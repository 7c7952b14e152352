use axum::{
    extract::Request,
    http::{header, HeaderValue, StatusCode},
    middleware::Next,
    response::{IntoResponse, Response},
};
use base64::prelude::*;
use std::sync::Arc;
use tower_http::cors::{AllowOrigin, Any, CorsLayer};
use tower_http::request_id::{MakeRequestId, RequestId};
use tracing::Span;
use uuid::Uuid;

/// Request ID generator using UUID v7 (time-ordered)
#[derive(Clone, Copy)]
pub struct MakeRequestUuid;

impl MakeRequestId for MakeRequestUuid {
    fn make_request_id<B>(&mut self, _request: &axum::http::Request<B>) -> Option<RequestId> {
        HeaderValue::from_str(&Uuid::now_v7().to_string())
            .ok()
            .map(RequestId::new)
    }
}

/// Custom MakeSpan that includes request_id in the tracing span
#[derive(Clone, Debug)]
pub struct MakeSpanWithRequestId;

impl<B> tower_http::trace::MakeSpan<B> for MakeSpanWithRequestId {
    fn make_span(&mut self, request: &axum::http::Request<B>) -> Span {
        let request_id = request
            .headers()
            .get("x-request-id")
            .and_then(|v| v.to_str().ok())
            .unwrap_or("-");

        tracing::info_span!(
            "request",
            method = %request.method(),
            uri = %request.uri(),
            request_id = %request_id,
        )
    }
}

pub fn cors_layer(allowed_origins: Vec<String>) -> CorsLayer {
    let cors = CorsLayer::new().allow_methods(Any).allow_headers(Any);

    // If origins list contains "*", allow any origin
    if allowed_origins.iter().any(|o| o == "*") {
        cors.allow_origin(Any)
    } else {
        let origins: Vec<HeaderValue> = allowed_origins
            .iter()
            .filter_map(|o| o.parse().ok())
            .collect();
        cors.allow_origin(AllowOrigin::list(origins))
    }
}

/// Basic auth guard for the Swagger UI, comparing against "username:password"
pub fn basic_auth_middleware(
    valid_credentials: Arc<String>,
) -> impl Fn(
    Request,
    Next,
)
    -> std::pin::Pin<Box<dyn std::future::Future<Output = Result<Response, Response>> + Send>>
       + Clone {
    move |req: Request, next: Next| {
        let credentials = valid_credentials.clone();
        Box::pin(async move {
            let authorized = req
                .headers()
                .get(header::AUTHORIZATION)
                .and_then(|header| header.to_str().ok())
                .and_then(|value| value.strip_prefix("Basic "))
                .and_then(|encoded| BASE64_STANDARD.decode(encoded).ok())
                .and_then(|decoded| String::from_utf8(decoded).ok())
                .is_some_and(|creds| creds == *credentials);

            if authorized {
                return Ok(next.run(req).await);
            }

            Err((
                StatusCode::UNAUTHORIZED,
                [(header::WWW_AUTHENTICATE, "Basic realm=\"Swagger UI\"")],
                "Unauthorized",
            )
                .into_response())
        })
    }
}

▬▬▬▬▬▬

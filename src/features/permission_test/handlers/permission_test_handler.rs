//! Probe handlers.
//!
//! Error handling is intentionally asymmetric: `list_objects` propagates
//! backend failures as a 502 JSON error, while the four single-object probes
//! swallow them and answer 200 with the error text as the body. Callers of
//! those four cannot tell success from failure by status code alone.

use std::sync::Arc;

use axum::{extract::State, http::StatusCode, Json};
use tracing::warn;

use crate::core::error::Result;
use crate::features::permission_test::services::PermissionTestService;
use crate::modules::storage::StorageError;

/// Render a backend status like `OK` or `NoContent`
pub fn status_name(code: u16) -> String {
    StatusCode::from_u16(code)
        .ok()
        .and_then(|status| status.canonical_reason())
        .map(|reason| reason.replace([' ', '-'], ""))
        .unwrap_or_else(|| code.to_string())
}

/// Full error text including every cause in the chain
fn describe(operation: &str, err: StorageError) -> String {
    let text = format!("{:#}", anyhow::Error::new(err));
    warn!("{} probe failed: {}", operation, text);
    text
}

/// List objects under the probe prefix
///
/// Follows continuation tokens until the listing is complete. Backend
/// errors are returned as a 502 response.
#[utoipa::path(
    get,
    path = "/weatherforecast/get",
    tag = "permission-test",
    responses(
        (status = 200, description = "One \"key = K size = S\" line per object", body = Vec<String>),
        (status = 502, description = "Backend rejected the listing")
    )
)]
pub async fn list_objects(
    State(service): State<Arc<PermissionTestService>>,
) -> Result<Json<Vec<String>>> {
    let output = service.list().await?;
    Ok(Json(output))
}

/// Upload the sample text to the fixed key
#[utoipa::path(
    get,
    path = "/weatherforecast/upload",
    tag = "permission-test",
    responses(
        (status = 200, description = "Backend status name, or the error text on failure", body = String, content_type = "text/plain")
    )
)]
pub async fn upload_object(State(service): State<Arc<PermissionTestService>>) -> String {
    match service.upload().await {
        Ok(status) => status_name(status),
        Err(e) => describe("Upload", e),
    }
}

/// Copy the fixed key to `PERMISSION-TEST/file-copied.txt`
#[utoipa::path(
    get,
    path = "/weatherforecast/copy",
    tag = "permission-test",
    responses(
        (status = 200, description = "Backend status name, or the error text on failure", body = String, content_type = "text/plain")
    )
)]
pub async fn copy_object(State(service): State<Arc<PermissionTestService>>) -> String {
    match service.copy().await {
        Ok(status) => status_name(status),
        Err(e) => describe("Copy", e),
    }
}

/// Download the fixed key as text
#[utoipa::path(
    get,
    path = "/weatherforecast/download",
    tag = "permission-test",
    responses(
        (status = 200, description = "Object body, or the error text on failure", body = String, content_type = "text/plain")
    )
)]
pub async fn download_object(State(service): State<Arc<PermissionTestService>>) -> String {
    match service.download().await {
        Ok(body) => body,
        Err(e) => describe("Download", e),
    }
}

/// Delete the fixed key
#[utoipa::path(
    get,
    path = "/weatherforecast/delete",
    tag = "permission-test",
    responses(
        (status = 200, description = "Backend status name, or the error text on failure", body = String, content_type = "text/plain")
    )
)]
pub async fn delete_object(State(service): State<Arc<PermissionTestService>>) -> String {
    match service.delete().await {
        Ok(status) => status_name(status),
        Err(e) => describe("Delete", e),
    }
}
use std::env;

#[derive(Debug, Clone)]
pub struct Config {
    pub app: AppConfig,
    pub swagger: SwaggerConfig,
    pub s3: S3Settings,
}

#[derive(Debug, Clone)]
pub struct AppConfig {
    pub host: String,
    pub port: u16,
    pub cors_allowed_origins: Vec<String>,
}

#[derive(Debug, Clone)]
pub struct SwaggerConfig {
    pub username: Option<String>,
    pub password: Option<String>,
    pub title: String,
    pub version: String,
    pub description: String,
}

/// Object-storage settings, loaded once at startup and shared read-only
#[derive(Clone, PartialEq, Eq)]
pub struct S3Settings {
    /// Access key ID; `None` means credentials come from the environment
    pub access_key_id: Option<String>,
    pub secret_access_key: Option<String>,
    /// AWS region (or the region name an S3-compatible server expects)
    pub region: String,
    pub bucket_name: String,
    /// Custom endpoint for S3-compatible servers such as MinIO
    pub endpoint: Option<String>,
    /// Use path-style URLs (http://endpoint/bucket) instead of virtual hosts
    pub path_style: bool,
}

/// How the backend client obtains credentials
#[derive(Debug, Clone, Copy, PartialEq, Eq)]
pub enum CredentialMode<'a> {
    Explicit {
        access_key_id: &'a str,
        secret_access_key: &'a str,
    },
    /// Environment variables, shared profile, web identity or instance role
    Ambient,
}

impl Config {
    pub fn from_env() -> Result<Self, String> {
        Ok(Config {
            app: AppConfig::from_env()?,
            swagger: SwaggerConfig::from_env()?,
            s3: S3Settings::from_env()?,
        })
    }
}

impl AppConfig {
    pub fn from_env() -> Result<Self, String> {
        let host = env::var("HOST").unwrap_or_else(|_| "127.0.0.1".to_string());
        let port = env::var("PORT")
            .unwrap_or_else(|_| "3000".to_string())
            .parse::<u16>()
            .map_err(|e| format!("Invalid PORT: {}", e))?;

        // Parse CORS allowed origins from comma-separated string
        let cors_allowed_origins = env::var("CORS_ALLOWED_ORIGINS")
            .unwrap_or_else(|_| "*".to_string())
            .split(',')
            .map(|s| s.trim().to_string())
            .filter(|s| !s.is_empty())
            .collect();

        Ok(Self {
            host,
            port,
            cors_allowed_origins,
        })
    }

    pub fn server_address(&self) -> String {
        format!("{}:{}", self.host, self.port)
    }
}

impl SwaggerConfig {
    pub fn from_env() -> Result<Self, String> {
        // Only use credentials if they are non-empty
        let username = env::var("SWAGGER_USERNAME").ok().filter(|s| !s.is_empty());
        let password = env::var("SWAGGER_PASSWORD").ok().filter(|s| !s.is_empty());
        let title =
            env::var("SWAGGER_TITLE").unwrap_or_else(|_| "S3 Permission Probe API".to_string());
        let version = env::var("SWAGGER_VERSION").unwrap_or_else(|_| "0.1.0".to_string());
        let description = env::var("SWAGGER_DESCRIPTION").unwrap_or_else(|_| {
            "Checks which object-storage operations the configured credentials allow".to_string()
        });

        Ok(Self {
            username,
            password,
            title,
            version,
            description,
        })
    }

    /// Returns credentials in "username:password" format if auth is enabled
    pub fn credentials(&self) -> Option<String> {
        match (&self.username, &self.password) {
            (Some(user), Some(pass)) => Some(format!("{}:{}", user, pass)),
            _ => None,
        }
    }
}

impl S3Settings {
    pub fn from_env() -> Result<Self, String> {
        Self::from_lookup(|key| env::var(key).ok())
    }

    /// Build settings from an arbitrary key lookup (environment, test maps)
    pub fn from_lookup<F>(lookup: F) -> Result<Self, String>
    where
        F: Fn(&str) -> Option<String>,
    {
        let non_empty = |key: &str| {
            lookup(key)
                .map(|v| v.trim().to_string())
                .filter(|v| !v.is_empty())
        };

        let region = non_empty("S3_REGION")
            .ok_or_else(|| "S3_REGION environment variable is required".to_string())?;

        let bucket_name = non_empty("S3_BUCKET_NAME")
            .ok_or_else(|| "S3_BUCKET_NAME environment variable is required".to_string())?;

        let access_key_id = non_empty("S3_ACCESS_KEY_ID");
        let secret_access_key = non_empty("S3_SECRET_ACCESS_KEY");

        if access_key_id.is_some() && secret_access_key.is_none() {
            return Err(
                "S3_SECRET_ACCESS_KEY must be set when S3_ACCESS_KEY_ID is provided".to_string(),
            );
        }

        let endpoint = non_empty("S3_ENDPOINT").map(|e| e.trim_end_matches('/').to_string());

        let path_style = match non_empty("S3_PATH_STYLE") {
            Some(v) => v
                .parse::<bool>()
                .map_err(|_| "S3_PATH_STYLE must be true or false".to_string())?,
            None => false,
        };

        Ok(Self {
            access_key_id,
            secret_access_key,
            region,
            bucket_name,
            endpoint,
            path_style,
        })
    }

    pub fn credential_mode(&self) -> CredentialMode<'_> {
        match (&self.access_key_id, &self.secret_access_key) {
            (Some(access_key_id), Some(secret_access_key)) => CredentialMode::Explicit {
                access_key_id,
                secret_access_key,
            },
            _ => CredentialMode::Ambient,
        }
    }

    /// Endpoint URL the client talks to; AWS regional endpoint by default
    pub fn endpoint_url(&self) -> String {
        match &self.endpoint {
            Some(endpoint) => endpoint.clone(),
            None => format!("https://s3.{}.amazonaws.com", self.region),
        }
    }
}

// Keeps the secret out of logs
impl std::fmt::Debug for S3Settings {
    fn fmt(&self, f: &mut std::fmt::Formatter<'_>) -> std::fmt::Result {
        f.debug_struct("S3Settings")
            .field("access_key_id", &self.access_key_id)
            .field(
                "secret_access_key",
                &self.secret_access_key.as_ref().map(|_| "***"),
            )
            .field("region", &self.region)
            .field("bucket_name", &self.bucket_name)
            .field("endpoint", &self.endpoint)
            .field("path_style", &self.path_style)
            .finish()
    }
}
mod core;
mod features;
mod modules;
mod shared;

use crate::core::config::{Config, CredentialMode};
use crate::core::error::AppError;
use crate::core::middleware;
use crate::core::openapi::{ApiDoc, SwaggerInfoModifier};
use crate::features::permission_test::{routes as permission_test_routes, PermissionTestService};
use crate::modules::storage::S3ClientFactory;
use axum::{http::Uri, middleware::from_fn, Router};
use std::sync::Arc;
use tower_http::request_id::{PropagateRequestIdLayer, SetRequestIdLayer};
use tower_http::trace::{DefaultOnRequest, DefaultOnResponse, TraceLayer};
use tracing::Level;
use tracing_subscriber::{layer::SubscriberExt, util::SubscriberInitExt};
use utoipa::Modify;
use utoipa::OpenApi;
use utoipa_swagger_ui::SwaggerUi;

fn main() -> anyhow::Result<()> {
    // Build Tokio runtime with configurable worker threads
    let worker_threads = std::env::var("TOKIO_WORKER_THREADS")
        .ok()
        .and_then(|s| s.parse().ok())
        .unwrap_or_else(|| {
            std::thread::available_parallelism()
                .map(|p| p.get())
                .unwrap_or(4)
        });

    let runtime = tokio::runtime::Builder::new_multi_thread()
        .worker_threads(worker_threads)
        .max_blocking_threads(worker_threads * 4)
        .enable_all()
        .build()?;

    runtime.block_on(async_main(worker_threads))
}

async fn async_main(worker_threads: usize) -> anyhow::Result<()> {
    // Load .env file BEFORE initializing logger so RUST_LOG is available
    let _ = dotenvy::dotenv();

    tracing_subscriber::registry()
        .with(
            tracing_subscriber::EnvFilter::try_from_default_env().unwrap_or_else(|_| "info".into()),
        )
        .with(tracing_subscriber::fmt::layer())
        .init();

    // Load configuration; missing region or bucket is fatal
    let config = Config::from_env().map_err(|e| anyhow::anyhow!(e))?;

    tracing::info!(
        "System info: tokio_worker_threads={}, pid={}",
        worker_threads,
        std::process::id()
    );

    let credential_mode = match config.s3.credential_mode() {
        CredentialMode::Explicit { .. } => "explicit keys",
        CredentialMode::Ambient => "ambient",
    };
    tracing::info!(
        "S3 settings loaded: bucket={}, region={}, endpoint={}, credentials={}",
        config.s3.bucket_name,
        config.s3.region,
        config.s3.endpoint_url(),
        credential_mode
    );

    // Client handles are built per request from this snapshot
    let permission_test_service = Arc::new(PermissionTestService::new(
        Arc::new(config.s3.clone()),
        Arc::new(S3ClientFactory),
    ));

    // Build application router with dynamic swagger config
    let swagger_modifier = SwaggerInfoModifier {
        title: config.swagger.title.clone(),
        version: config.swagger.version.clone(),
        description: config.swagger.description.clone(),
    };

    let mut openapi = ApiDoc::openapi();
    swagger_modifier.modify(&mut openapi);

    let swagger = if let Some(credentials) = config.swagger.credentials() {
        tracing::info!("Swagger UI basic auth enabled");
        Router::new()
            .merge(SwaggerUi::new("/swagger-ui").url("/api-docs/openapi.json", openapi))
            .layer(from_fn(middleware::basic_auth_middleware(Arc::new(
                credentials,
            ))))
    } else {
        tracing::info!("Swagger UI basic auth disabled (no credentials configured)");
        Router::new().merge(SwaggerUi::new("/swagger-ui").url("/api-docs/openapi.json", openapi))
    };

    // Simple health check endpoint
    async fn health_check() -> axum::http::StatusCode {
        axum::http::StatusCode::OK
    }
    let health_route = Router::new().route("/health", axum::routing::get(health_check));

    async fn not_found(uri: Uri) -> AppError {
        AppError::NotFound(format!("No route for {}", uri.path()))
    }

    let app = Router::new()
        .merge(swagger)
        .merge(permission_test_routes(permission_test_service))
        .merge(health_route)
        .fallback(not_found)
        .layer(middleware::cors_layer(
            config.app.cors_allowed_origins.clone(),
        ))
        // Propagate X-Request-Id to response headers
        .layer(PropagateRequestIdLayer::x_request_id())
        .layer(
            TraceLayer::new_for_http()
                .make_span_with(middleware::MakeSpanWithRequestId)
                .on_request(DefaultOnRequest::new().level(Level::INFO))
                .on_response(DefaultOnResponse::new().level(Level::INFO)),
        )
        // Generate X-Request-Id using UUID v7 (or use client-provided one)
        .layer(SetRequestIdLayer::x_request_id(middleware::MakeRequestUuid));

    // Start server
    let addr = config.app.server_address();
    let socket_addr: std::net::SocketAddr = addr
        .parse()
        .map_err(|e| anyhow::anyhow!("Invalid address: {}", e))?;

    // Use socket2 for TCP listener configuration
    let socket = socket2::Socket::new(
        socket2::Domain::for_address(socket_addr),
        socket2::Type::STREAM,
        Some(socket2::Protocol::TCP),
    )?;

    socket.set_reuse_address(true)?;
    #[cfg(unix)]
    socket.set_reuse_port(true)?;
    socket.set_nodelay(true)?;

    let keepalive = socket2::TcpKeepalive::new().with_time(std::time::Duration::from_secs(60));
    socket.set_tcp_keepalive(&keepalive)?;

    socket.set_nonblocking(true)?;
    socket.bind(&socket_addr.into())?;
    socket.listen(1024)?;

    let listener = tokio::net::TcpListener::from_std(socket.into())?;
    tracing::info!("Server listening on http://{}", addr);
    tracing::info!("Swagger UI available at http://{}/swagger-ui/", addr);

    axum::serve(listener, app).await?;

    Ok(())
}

▬▬▬▬▬▬

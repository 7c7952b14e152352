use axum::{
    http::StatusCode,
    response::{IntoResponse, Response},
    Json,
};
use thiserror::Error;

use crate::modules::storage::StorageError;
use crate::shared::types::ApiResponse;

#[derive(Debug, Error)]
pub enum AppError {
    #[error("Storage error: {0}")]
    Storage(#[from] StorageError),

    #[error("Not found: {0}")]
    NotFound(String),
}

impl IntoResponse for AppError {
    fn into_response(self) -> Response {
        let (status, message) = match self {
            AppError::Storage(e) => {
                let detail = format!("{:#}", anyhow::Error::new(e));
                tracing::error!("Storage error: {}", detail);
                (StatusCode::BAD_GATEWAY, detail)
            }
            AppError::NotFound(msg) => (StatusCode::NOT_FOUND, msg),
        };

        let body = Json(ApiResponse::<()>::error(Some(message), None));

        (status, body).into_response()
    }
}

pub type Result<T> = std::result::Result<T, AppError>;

▬▬▬▬▬▬

Copy down every line of the material above that includes the string "loaded".

• [Answer area]:
/// Object-storage settings, loaded once at startup and shared read-only
        "S3 settings loaded: bucket={}, region={}, endpoint={}, credentials={}",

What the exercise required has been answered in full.